StanChart is attempting to show investors it can return to growth after a sweeping restructuring under Chief Executive Bill Winters succeeded in cutting costs but at the expense of much lower revenues.
“This is an encouraging first quarter but we are not getting carried away,” Chief Financial Officer Andy Halford told reporters on a conference call.
StanChart’s shares rose as much as 4 percent in London before settling up 3 percent by 0915 GMT on Wednesday following the results announcement, the best performing stock in the European STOXX index of major bank shares .SX7P.
The bank’s shares have risen 13 percent in the year to date, with analysts saying it is among the best positioned of its peers to benefit from increasing U.S. interest rates and stronger trade flows in Asia, where it has most of its business.
Standard Chartered’s core capital ratio rose to 13.8 percent, making StanChart one of the best-capitalised major Europe-based banks and increasing the prospects of a return to dividend paying after it dropped payouts for 2016 due to restructuring costs.

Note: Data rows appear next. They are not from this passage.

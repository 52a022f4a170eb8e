//! Builtin kind axioms.
//!
//! The kinds of the Reef prelude are fixed facts, seeded into every solve
//! session during initial-state construction:
//!
//! - primitive types (`Int`, `Float`, `String`, `Bool`) have kind `Type`
//! - unary constructors (`List`, `Option`, `Set`, `Pid`) have kind
//!   `Type -> Type`
//! - binary constructors (`Map`, `Result`) have kind
//!   `Type -> Type -> Type`
//! - builtin abilities (`IO`, `Net`, `Time`) have kind `Ability`

use crate::constraint::Constraint;
use crate::kind::Provenance;
use crate::solve::SolveState;

const BASE_TYPES: &[&str] = &["Int", "Float", "String", "Bool"];
const UNARY_CONSTRUCTORS: &[&str] = &["List", "Option", "Set", "Pid"];
const BINARY_CONSTRUCTORS: &[&str] = &["Map", "Result"];
const ABILITIES: &[&str] = &["IO", "Net", "Time"];

/// Generate the axiom constraints, registering one kind variable per
/// builtin in the state's builtin table.
pub fn axiom_constraints(state: &mut SolveState) -> Vec<Constraint> {
    let mut constraints = Vec::new();

    for &name in BASE_TYPES {
        let var = state.fresh_var(None);
        state.register_builtin(name, var);
        constraints.push(Constraint::IsType { var, prov: Provenance::Builtin });
    }

    for &name in ABILITIES {
        let var = state.fresh_var(None);
        state.register_builtin(name, var);
        constraints.push(Constraint::IsAbility { var, prov: Provenance::Builtin });
    }

    for &name in UNARY_CONSTRUCTORS {
        let var = state.fresh_var(None);
        let arg = state.fresh_var(None);
        let ret = state.fresh_var(None);
        state.register_builtin(name, var);
        constraints.push(Constraint::IsArr { var, prov: Provenance::Builtin, arg, ret });
        constraints.push(Constraint::IsType { var: arg, prov: Provenance::Builtin });
        constraints.push(Constraint::IsType { var: ret, prov: Provenance::Builtin });
    }

    for &name in BINARY_CONSTRUCTORS {
        // Curried: Type -> (Type -> Type).
        let var = state.fresh_var(None);
        let first = state.fresh_var(None);
        let rest = state.fresh_var(None);
        let second = state.fresh_var(None);
        let ret = state.fresh_var(None);
        state.register_builtin(name, var);
        constraints.push(Constraint::IsArr { var, prov: Provenance::Builtin, arg: first, ret: rest });
        constraints.push(Constraint::IsType { var: first, prov: Provenance::Builtin });
        constraints.push(Constraint::IsArr { var: rest, prov: Provenance::Builtin, arg: second, ret });
        constraints.push(Constraint::IsType { var: second, prov: Provenance::Builtin });
        constraints.push(Constraint::IsType { var: ret, prov: Provenance::Builtin });
    }

    constraints
}
//! Portfolio Example
//!
//! Picks the best-returning shares from a fixture set within its budget.
//!
//! Use `-f` to load a fixture set by name
//! Use `-b` to override the budget, e.g. `-b "250.00 EUR"`
//! Use `-s compact` to solve with the rolling-row table

use std::{io, io::Write, time::Instant};

use anyhow::Result;
use clap::Parser;
use humanize_duration::{Truncate, prelude::DurationExt};
use rusty_money::Money;
use tracing_subscriber::EnvFilter;

use satchel::{
    fixtures::{Fixture, shares::parse_price},
    report::Report,
    solvers::dynamic::{DynamicSolver, SolverConfig, table::ValueTable},
    utils::ExamplePortfolioArgs,
};

/// Portfolio Example
pub fn main() -> Result<()> {
    let args = ExamplePortfolioArgs::parse();

    tracing_subscriber::fmt()
        .with_env_filter(
            EnvFilter::try_from_default_env().unwrap_or_else(|_| EnvFilter::new(&args.log)),
        )
        .with_writer(io::stderr)
        .compact()
        .init();

    let fixture = Fixture::from_set(&args.fixture)?;
    let catalog = fixture.catalog()?;

    let budget = match args.budget.as_deref() {
        Some(budget) => {
            let (minor, currency) = parse_price(budget)?;
            Money::from_minor(minor, currency)
        }
        None => fixture.budget()?,
    };
    let budget_minor = catalog.budget_units(&budget)?;

    let config = SolverConfig {
        strategy: args.strategy.into(),
        max_cells: args.max_cells,
    };

    let start = Instant::now();

    let prepared = catalog.prepare()?;
    let mut table = ValueTable::new();
    let solution = DynamicSolver::new(config).solve_in(prepared.items(), budget_minor, &mut table)?;

    let elapsed = start.elapsed();

    let report = Report::from_solution(&catalog, &prepared, &solution, budget_minor)?;

    let stdout = io::stdout();
    let mut handle = stdout.lock();

    writeln!(
        handle,
        "\n {} shares offered, {} rejected",
        catalog.len(),
        prepared.rejected().len()
    )?;

    report.write_to(&mut handle)?;

    writeln!(
        handle,
        " {} ({}s)",
        elapsed.human(Truncate::Nano),
        elapsed.as_secs_f32()
    )?;

    Ok(())
}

CFO Halford said the bank’s board is aware of the appetite from shareholders for a resumption in dividends, but said the bank must first ensure its recovery can be sustained and that StanChart can meet changing regulatory capital demands.
“Shareholders want confidence when dividends resume that there will be an enduring flow,” he told reporters.
Analysts sounded a note of caution following the results, noting that while the bank’s falling bad loan costs were impressive it is still struggling to grow its revenues.
“Revenue performance was flattered by lower quality sources,” said Joseph Dickerson, analyst at Jefferies in London.
The bulk of the bank’s improved revenues in the first quarter came from ‘asset-liability management’- fine-tuning of the bank’s debts and investments rather than sustainable fresh income from customers.